StatTiger Column: Johnson Ready for QB Role

Stuart Carter writes about Jeremy Johnson, Auburn's new starting quarterback, in his StatTiger column.

Jeremy Johnson is shown in the 2015 A-Day Game.

Jeremy Johnson will be the most publicized player on 2015 Auburn football roster and one of the most publicized in the Southeastern Conference. Expectations are high for the Auburn offense, led by the quarterback who has already been mentioned in the preseason Heisman discussions.

At 6-5, 240 pounds Johnson is the prototypical NFL quarterback and he has grown mentally over the past two seasons under guidance of coaches Gus Malzahn and Rhett Lashlee.

From 1990-1999 Auburn compiled a pass efficiency rating of 120.9. From 2000-2008 Auburn’s pass efficiency rating improved to 130.7. During the five seasons under Malzahn, Auburn’s pass-efficiency rating has been 150.9. Except for 2011, Malzahn's quarterbacks have excelled in his offense and Johnson is expected to do the same.

As an Auburn Tiger, Johnson has appeared in 13 games while making two starts. He has compiled a pass rating of 198.4 coming into the 2015 season.

He replaces two-year starter Nick Marshall, who finished his college career as the third-highest rated passer in school history behind Jason Campbell and Cam Newton.

Marshall was an incredible athlete, but not a polished passer when he arrived at Auburn. He finished his career with a pass efficiency rating of 145.6. Johnson is a far more developed quarterback than Marshall at this point of his career and should exceed Marshall’s pass rating numbers.

Malzahn commended Johnson after his start against the Arkansas Razorbacks last season. “He was phenomenal--phenomenal,” Auburn’s head coach said. "Our line did a good job of giving him some time, too. He had progressions, he had reads, he knew his protections, he knew his hot (routes). He’s a cool customer.”

Jeremy Johnson looks for a receiver in Auburn's 2014 season-opening victory vs. Arkansas.

Johnson as an Auburn Tiger has been highly efficient during the two most critical passing downs. During his freshman season he produced a passer rating of 220.6 on first down and 228.1 on third down. During his sophomore season he had a rating of 175.8 on first down and 269.3 on third down.

Because he has only two career starts there are valid reasons to temper expectations for the rising junior. Of his 78 career pass attempts at the collegiate level, Johnson has attempted only seven of them while Auburn trailed on the scoreboard.

Despite his lack of starting experience Johnson was quickly named the No. 1 quarterback for 2015 immediately after spring practice was concluded. He went 14 of 22 for 252 yards and two touchdowns during the 2015 A-Day game.
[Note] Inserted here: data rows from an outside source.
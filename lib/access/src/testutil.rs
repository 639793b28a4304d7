//! Provider and verifier stubs shared by the crate's tests.

use async_trait::async_trait;
use chrono::{Duration, Utc};

use crate::claims::IdentityClaims;
use crate::error::LoginFlowError;
use crate::provider::{IdTokenVerifier, IdentityProviderClient, TokenSet, UserInfo};

/// Provider client returning canned responses.
pub(crate) struct StubProvider {
    pub username: String,
    pub token_set: TokenSet,
}

impl StubProvider {
    pub fn new(username: &str) -> Self {
        Self {
            username: username.to_string(),
            token_set: TokenSet::new("stub-access-token")
                .with_refresh_token(Some("stub-refresh-token".to_string()))
                .with_id_token(Some("stub-id-token".to_string())),
        }
    }

    pub fn with_token_set(mut self, token_set: TokenSet) -> Self {
        self.token_set = token_set;
        self
    }
}

#[async_trait]
impl IdentityProviderClient for StubProvider {
    fn authorization_url(
        &self,
        prompt_login: bool,
        state: &str,
        nonce: &str,
        extra_params: &[(String, String)],
    ) -> Result<String, LoginFlowError> {
        let mut url = format!(
            "https://idp.test/authorize?response_type=code&client_id=test-client&state={state}&nonce={nonce}"
        );
        if prompt_login {
            url.push_str("&prompt=login");
        }
        for (key, value) in extra_params {
            url.push_str(&format!("&{key}={value}"));
        }
        Ok(url)
    }

    async fn exchange_code(&self, _code: &str) -> Result<TokenSet, LoginFlowError> {
        Ok(self.token_set.clone())
    }

    async fn fetch_user_info(&self, _access_token: &str) -> Result<UserInfo, LoginFlowError> {
        Ok(UserInfo {
            username: self.username.clone(),
            email: None,
        })
    }
}

/// Verifier accepting any assertion minted for the expected nonce.
///
/// With `embedded_nonce` set, the stub behaves like an assertion carrying
/// that fixed nonce: verification fails unless it equals the expected one.
pub(crate) struct StubVerifier {
    pub subject: String,
    pub upn: Option<String>,
    pub embedded_nonce: Option<String>,
}

impl StubVerifier {
    pub fn new(subject: &str) -> Self {
        Self {
            subject: subject.to_string(),
            upn: None,
            embedded_nonce: None,
        }
    }

    pub fn with_upn(mut self, upn: &str) -> Self {
        self.upn = Some(upn.to_string());
        self
    }

    pub fn with_embedded_nonce(mut self, nonce: &str) -> Self {
        self.embedded_nonce = Some(nonce.to_string());
        self
    }
}

impl IdTokenVerifier for StubVerifier {
    fn verify(
        &self,
        _raw_assertion: &str,
        expected_nonce: &str,
    ) -> Result<IdentityClaims, LoginFlowError> {
        if let Some(embedded) = &self.embedded_nonce {
            if embedded != expected_nonce {
                return Err(LoginFlowError::NonceMismatch);
            }
        }
        let now = Utc::now();
        Ok(IdentityClaims::new(
            self.subject.clone(),
            expected_nonce.to_string(),
            now,
            now + Duration::hours(1),
        )
        .with_upn(self.upn.clone()))
    }
}
//! Error types for the login flow.
//!
//! Every variant is terminal: the flow aborts at the point of detection and
//! the error surfaces to the caller. Nothing here is retried or recovered
//! internally.

use std::fmt;

/// Errors raised while processing an authorization-code login.
#[derive(Debug, Clone, PartialEq, Eq)]
pub enum LoginFlowError {
    /// The callback carried no authorization code.
    MissingAuthCode,
    /// The callback carried no state parameter.
    MissingState,
    /// No registered authorization request matches the state value, or it
    /// was already consumed.
    UnknownOrExpiredState,
    /// The token endpoint response contained no identity assertion.
    MissingIdToken,
    /// The nonce embedded in the identity assertion does not match the one
    /// stored at request time.
    NonceMismatch,
    /// The verified identity is rejected by the configured acceptance rules.
    RestrictionFailed { reason: String },
    /// The signed-in account is already bound to a different external
    /// identity.
    AccountAlreadyConnected { username: String },
    /// The external identity is already bound to another local account.
    IdentityAlreadyConnectedToDifferentAccount { username: String },
    /// A staged manual match exists for the candidate username; the login
    /// must be resolved by hand.
    PendingExternalMatch {
        candidate: String,
        matched_username: String,
    },
    /// No local account exists and provisioning is disabled.
    NoAccountProvisioning { username: String },
    /// The local authentication handshake was rejected.
    LoginFailed { username: String },
    /// The identity provider could not be reached or answered unusably.
    Provider { reason: String },
    /// A persistence collaborator failed.
    Store { reason: String },
}

impl LoginFlowError {
    /// Wraps a provider transport failure.
    pub fn provider(reason: impl fmt::Display) -> Self {
        Self::Provider {
            reason: reason.to_string(),
        }
    }

    /// Wraps a store failure.
    pub fn store(reason: impl fmt::Display) -> Self {
        Self::Store {
            reason: reason.to_string(),
        }
    }
}

impl fmt::Display for LoginFlowError {
    fn fmt(&self, f: &mut fmt::Formatter<'_>) -> fmt::Result {
        match self {
            Self::MissingAuthCode => {
                write!(f, "no authorization code received from the provider")
            }
            Self::MissingState => {
                write!(f, "no state parameter received from the provider")
            }
            Self::UnknownOrExpiredState => {
                write!(f, "unknown or expired authorization request state")
            }
            Self::MissingIdToken => {
                write!(f, "token response contained no id token")
            }
            Self::NonceMismatch => {
                write!(f, "id token nonce does not match the stored nonce")
            }
            Self::RestrictionFailed { reason } => {
                write!(f, "login rejected by restrictions: {reason}")
            }
            Self::AccountAlreadyConnected { username } => {
                write!(f, "account '{username}' is already connected to another identity")
            }
            Self::IdentityAlreadyConnectedToDifferentAccount { username } => {
                write!(f, "identity is already connected to account '{username}'")
            }
            Self::PendingExternalMatch {
                candidate,
                matched_username,
            } => {
                write!(
                    f,
                    "'{candidate}' is staged for manual matching to account '{matched_username}'"
                )
            }
            Self::NoAccountProvisioning { username } => {
                write!(f, "no account '{username}' and provisioning is disabled")
            }
            Self::LoginFailed { username } => {
                write!(f, "authentication handshake failed for '{username}'")
            }
            Self::Provider { reason } => {
                write!(f, "identity provider error: {reason}")
            }
            Self::Store { reason } => {
                write!(f, "store error: {reason}")
            }
        }
    }
}

impl std::error::Error for LoginFlowError {}

#[cfg(test)]
mod tests {
    use super::*;

    #[test]
    fn restriction_failed_display() {
        let err = LoginFlowError::RestrictionFailed {
            reason: "domain not allowed".to_string(),
        };
        assert!(err.to_string().contains("restrictions"));
        assert!(err.to_string().contains("domain not allowed"));
    }

    #[test]
    fn identity_connected_elsewhere_display() {
        let err = LoginFlowError::IdentityAlreadyConnectedToDifferentAccount {
            username: "bob".to_string(),
        };
        assert!(err.to_string().contains("bob"));
    }

    #[test]
    fn pending_match_display() {
        let err = LoginFlowError::PendingExternalMatch {
            candidate: "alice@example.com".to_string(),
            matched_username: "alice".to_string(),
        };
        assert!(err.to_string().contains("alice@example.com"));
        assert!(err.to_string().contains("manual matching"));
    }

    #[test]
    fn store_helper_wraps_reason() {
        let err = LoginFlowError::store("connection refused");
        assert_eq!(
            err,
            LoginFlowError::Store {
                reason: "connection refused".to_string()
            }
        );
    }
}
After being named the starter, Johnson said he can focus on his summer task of becoming a strong leader, something Malzahn and Lashlee have told him they expect from their starting QB. “I feel like it’s my team,” Johnson said. “I'm just trying to become the best leader I can become.”

Malzahn and Offensive Coordinator Lashlee will be able to surround Johnson with a strong supporting cast. Although Cameron Artis-Payne is gone Auburn has a solid trio of running backs based on their performances in spring training. Under Malzahn's direction Auburn has averaged 254 yards rushing per game at 5.5 yards per attempt.

The offensive line should be solid even with the departure of center Reese Dismukes, an All-American and four-year starter.

The receiving corps will be led by seniors Duke Williams, Ricardo Louis and Melvin Ray. Marcus Davis and Myron Burton are expected to provide quality depth along with juco transfer Jason Smith.

Fullbacks Kamryn Pettway and Chandler Cox will make great targets out of the backfield.

During the past two seasons Auburn has thrown the ball only 30 percent of the time on first down. Look for more passing on first down with Johnson directing the offense. Marshall threw the football just 29 percent of the time on first down while 40 percent of Johnson’s pass attempts have come on first down.

“I'm just really focused on getting better in the off-season and also being a leader for the team,” Johnson said. “The goals (individual) are going to come if they come, but as long as the team is winning I'm happy.”

Sitting behind Marshall the past two seasons has opened Johnson’s eyes to the importance of being the leader of the team and handling himself with composure, no matter the situation. Malzahn and Lashlee have placed a high priority on Johnson becoming the face of the program and Johnson has been receptive to his new role.

Being a star player in high school made it a challenge for Johnson to sit the bench for much of the past two seasons. Johnson admitted it was a humbling experience, but a positive one, which has helped in his maturity level. He had to become team oriented as a role player, which made him appreciate the opportunity to play.

As long as he remains healthy, Johnson will likely compile lofty numbers because of his ability to stretch the field with a strong arm and his ability to be quick and precise on the shorter routes. For Auburn to win a championship, the big quarterback will have to be a role model and leader to inspire his teammates to obtain the most of their abilities.